Plusieurs livres et une exposition au Centre Pompidou mettent en lumière l’apport décisif de Serge Gainsbourg à la langue française. Un Musée Gainsbourg doit par ailleurs ouvrir ses portes à Paris en 2023 et un disque a été tiré d’un spectacle de la Comédie-Française.
« Je t’aime moi non plus » ; « les dessous chics » ; « sous le soleil exactement ». Nombre d’expressions de Gainsbourg ont nourri la langue française. L’auteur-compositeur-interprète s’était nourri de littérature autant que d’art et de pop culture, rappelle l’exposition « Serge Gainsbourg, le mot exact » à la bibliothèque publique d’information (BPI) du Centre Pompidou. Les collections privées exposées, prêtées par Charlotte Gainsbourg, se retrouveront dans le musée consacré à son père, qui doit ouvrir ses portes cette année à Paris.
Des livres, des manuscrits et des coupures de presse, des mots couvrant les murs du sol au plafond, un dandy posant chez lui au milieu de ses ouvrages, l’exposition de Beaubourg pourrait laisser croire qu’elle honore un écrivain. Une succession de pièces d’un noir d’encre, comme les murs de son domicile rue de Verneuil, s’ouvre par sa bibliothèque : Alphonse Allais s’y acoquine avec Snoopy et Charlie Brown des Peanuts, Adolphe de Benjamin Constant y voisine avec Marilyn Monroe, Miles Davis y croise les personnages de BD Placid et Muzo, Jodorowsky trouve une place près de Maupassant.
Brasser les mots avec romantisme et fièvre
Gainsbourg lisait, dévorait des livres, on s’en doutait. On n’écrit pas 550 chansons aux formules poétiques et saisissantes, on ne brasse pas les mots avec tant de romantisme et tant de fièvre sans avoir fréquenté Rimbaud et Baudelaire, Shakespeare et Edgar Allan Poe. Plus inattendu, Gainsbourg travaillait avec une obstination furieuse. Un acharnement à tordre les phrases pour mieux les faire étinceler, à chercher les rimes les plus sonores et les plus fines, c’est ce que montrent ses brouillons.

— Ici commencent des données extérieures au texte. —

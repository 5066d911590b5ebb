//! Error types for the OSMC goal service

use std::time::Duration;
use thiserror::Error;

/// Reasons a goal is rejected or ends without converging
#[derive(Error, Debug, Clone, PartialEq)]
pub enum NavError {
    #[error("a goal is already active")]
    Busy,

    #[error("no usable pose estimate (age: {age:?})")]
    StalePose { age: Option<Duration> },

    #[error("goal was cancelled")]
    Cancelled,

    #[error("goal server is not active")]
    Inactive,

    #[error("invalid goal: {0}")]
    InvalidGoal(String),
}

/// Delivery failure on an outbound sink
///
/// Sinks are fire-and-forget; these are logged and never fail a goal.
#[derive(Error, Debug, Clone, PartialEq, Eq)]
pub enum SinkError {
    #[error("sink receiver has been dropped")]
    Closed,

    #[error("sink queue is full")]
    Full,
}

/// Parameter loading errors
#[derive(Error, Debug)]
pub enum ConfigError {
    #[error("failed to read parameter file: {0}")]
    Io(#[from] std::io::Error),

    #[error("failed to parse parameters: {0}")]
    Parse(#[from] serde_yaml::Error),

    #[error("invalid parameter {name}: {reason}")]
    Invalid { name: &'static str, reason: String },
}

De ses manuscrits raturés, ponctués de listes de rimes, d’aphorismes choisis puis biffés, surgit l’image d’un bourreau de travail cachant son obsessionnelle recherche du mot juste derrière l’apparente facilité d’un faux désinvolte et vrai provocateur. La chanson, qu’il a décriée comme un « art mineur » lors d’une célèbre dispute télévisée avec Guy Béart, ce lettré l’a prise bien plus au sérieux qu’il ne voulait le dire. « On s’aperçoit que son œuvre est infusée de toutes ses références littéraires, jamais paraphrasées mais toujours présentes », souligne Anatole Maggiar, l’un des commissaires de l’exposition.
« Il était ultra-clivant de son vivant »
« Il a été le premier à redynamiser la langue française pour qu’elle colle aux musiques comme du rock anglo-saxon », ajoute-t-il. Les césures de « Sous aucun pré/texte/je ne veux/avoir de ré/flexe/malheureux », de la chanson Comment te dire adieu, interprétée par Françoise Hardy ; les onomatopées de Brigitte Bardot dans Comic Strip ; les rythmes funky de l’album Love on the Beat ; l’inspiration reggae de sa Marseillaise, Aux armes et cætera ; le français/anglais de Jane Birkin sur Baby Alone in Babylone attestent la modernité linguistique de l’artiste décédé en 1991.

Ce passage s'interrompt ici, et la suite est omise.